■ Problem
Of all the lines below, output only those starting at the one with "use async_trait::async_trait;" and ending at the one with "let table = self.config.lookups.get(lookup).ok_or_else(||", both ends included, exactly as written.

+++ The data +++

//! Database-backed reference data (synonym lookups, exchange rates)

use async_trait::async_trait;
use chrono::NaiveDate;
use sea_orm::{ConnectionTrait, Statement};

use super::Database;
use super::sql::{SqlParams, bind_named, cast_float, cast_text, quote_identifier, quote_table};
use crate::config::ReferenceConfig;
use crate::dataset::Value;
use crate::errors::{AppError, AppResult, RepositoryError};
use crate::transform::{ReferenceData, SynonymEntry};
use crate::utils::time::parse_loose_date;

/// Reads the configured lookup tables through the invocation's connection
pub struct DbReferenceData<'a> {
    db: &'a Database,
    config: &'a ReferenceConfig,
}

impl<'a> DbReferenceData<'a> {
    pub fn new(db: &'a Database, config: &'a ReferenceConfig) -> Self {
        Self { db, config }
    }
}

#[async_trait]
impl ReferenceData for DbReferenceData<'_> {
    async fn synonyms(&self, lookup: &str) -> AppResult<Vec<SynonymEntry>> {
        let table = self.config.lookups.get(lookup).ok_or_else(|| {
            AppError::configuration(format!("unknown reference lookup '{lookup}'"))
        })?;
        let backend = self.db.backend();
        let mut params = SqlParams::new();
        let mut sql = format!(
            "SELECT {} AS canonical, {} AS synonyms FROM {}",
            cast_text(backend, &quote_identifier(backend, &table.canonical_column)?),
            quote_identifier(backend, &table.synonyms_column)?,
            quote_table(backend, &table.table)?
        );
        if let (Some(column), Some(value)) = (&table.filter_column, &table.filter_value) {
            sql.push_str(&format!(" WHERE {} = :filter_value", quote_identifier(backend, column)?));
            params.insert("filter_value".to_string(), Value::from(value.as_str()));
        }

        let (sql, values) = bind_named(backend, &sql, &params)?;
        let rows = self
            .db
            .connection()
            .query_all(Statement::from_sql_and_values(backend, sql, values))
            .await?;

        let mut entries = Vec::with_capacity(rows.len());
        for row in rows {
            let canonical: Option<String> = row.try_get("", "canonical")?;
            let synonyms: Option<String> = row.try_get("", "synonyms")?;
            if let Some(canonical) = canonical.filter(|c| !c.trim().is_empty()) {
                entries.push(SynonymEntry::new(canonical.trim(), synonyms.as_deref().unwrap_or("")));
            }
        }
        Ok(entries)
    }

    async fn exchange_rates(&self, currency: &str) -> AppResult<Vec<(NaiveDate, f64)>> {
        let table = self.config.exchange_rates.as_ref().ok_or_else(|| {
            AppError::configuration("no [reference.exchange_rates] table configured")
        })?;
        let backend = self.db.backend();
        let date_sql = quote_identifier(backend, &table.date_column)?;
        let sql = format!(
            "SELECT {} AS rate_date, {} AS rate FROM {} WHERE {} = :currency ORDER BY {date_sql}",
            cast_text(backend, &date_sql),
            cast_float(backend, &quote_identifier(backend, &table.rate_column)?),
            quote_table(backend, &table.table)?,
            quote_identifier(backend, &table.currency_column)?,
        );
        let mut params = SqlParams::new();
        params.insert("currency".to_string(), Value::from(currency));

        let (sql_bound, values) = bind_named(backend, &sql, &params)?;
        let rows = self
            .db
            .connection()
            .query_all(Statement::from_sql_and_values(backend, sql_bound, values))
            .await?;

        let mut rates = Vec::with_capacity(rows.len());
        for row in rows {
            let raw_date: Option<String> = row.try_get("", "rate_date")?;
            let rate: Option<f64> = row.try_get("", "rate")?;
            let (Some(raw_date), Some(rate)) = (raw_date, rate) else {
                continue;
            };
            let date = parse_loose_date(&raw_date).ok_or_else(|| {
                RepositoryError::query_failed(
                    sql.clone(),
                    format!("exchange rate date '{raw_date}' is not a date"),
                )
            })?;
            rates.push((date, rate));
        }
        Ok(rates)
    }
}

+++

■ Output for this exercise
use async_trait::async_trait;
use chrono::NaiveDate;
use sea_orm::{ConnectionTrait, Statement};

use super::Database;
use super::sql::{SqlParams, bind_named, cast_float, cast_text, quote_identifier, quote_table};
use crate::config::ReferenceConfig;
use crate::dataset::Value;
use crate::errors::{AppError, AppResult, RepositoryError};
use crate::transform::{ReferenceData, SynonymEntry};
use crate::utils::time::parse_loose_date;

/// Reads the configured lookup tables through the invocation's connection
pub struct DbReferenceData<'a> {
    db: &'a Database,
    config: &'a ReferenceConfig,
}

impl<'a> DbReferenceData<'a> {
    pub fn new(db: &'a Database, config: &'a ReferenceConfig) -> Self {
        Self { db, config }
    }
}

#[async_trait]
impl ReferenceData for DbReferenceData<'_> {
    async fn synonyms(&self, lookup: &str) -> AppResult<Vec<SynonymEntry>> {
        let table = self.config.lookups.get(lookup).ok_or_else(|| {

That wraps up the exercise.